What is being asked
Transcribe all of the listing below in full.

+++ Available records

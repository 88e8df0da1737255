use ratatui::style::{Color, Modifier, Style};

use crate::model::toast::ToastKind;

/// Color theme for the TUI.
pub struct Theme {
    pub ok: Color,
    pub not_ok: Color,
    pub pending: Color,

    pub header_fg: Color,
    pub header_bg: Color,
    pub border: Color,
    pub text: Color,
    pub dim: Color,
    pub highlight_bg: Color,
    pub active: Color,
    pub spinner: Color,
    pub footer_fg: Color,
    pub footer_bg: Color,
}

impl Theme {
    /// Hacker-green terminal theme.
    pub fn hacker() -> Self {
        Self {
            ok: Color::Rgb(0, 210, 0),
            not_ok: Color::Red,
            pending: Color::Yellow,

            header_fg: Color::Black,
            header_bg: Color::Rgb(0, 210, 0),
            border: Color::DarkGray,
            text: Color::White,
            dim: Color::DarkGray,
            highlight_bg: Color::Rgb(30, 50, 30),
            active: Color::Cyan,
            spinner: Color::Cyan,
            footer_fg: Color::DarkGray,
            footer_bg: Color::Reset,
        }
    }

    /// Modern theme: white text, violet accents, dark violet header.
    pub fn modern() -> Self {
        Self {
            ok: Color::Rgb(16, 185, 129),
            not_ok: Color::Rgb(239, 68, 68),
            pending: Color::Rgb(255, 200, 0),

            header_fg: Color::White,
            header_bg: Color::Rgb(109, 40, 217),
            border: Color::Rgb(60, 60, 80),
            text: Color::White,
            dim: Color::Rgb(120, 120, 140),
            highlight_bg: Color::Rgb(46, 16, 101),
            active: Color::Rgb(139, 92, 246),
            spinner: Color::Rgb(139, 92, 246),
            footer_fg: Color::Rgb(120, 120, 140),
            footer_bg: Color::Reset,
        }
    }

    pub fn from_name(name: &str) -> Self {
        match name {
            "modern" => Self::modern(),
            _ => Self::hacker(),
        }
    }

    pub fn flag_color(&self, ok: bool) -> Color {
        if ok { self.ok } else { self.not_ok }
    }

    pub fn toast_color(&self, kind: ToastKind) -> Color {
        match kind {
            ToastKind::Success => self.ok,
            ToastKind::Error => self.not_ok,
            ToastKind::Info => self.dim,
        }
    }

    pub fn header_style(&self) -> Style {
        Style::default()
            .fg(self.header_fg)
            .bg(self.header_bg)
            .add_modifier(Modifier::BOLD)
    }

    pub fn highlight_style(&self) -> Style {
        Style::default()
            .bg(self.highlight_bg)
            .add_modifier(Modifier::BOLD)
    }

    pub fn border_style(&self) -> Style {
        Style::default().fg(self.border)
    }

    pub fn footer_style(&self) -> Style {
        Style::default().fg(self.footer_fg).bg(self.footer_bg)
    }
}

++++++

Written response
repository 88e8df0da1737255
use ratatui::style::{Color, Modifier, Style};

use crate::model::toast::ToastKind;

/// Color theme for the TUI.
pub struct Theme {
    pub ok: Color,
    pub not_ok: Color,
    pub pending: Color,

    pub header_fg: Color,
    pub header_bg: Color,
    pub border: Color,
    pub text: Color,
    pub dim: Color,
    pub highlight_bg: Color,
    pub active: Color,
    pub spinner: Color,
    pub footer_fg: Color,
    pub footer_bg: Color,
}

impl Theme {
    /// Hacker-green terminal theme.
    pub fn hacker() -> Self {
        Self {
            ok: Color::Rgb(0, 210, 0),
            not_ok: Color::Red,
            pending: Color::Yellow,

            header_fg: Color::Black,
            header_bg: Color::Rgb(0, 210, 0),
            border: Color::DarkGray,
            text: Color::White,
            dim: Color::DarkGray,
            highlight_bg: Color::Rgb(30, 50, 30),
            active: Color::Cyan,
            spinner: Color::Cyan,
            footer_fg: Color::DarkGray,
            footer_bg: Color::Reset,
        }
    }

    /// Modern theme: white text, violet accents, dark violet header.
    pub fn modern() -> Self {
        Self {
            ok: Color::Rgb(16, 185, 129),
            not_ok: Color::Rgb(239, 68, 68),
            pending: Color::Rgb(255, 200, 0),

            header_fg: Color::White,
            header_bg: Color::Rgb(109, 40, 217),
            border: Color::Rgb(60, 60, 80),
            text: Color::White,
            dim: Color::Rgb(120, 120, 140),
            highlight_bg: Color::Rgb(46, 16, 101),
            active: Color::Rgb(139, 92, 246),
            spinner: Color::Rgb(139, 92, 246),
            footer_fg: Color::Rgb(120, 120, 140),
            footer_bg: Color::Reset,
        }
    }

    pub fn from_name(name: &str) -> Self {
        match name {
            "modern" => Self::modern(),
            _ => Self::hacker(),
        }
    }

    pub fn flag_color(&self, ok: bool) -> Color {
        if ok { self.ok } else { self.not_ok }
    }

    pub fn toast_color(&self, kind: ToastKind) -> Color {
        match kind {
            ToastKind::Success => self.ok,
            ToastKind::Error => self.not_ok,
            ToastKind::Info => self.dim,
        }
    }

    pub fn header_style(&self) -> Style {
        Style::default()
            .fg(self.header_fg)
            .bg(self.header_bg)
            .add_modifier(Modifier::BOLD)
    }

    pub fn highlight_style(&self) -> Style {
        Style::default()
            .bg(self.highlight_bg)
            .add_modifier(Modifier::BOLD)
    }

    pub fn border_style(&self) -> Style {
        Style::default().fg(self.border)
    }

    pub fn footer_style(&self) -> Style {
        Style::default().fg(self.footer_fg).bg(self.footer_bg)
    }
}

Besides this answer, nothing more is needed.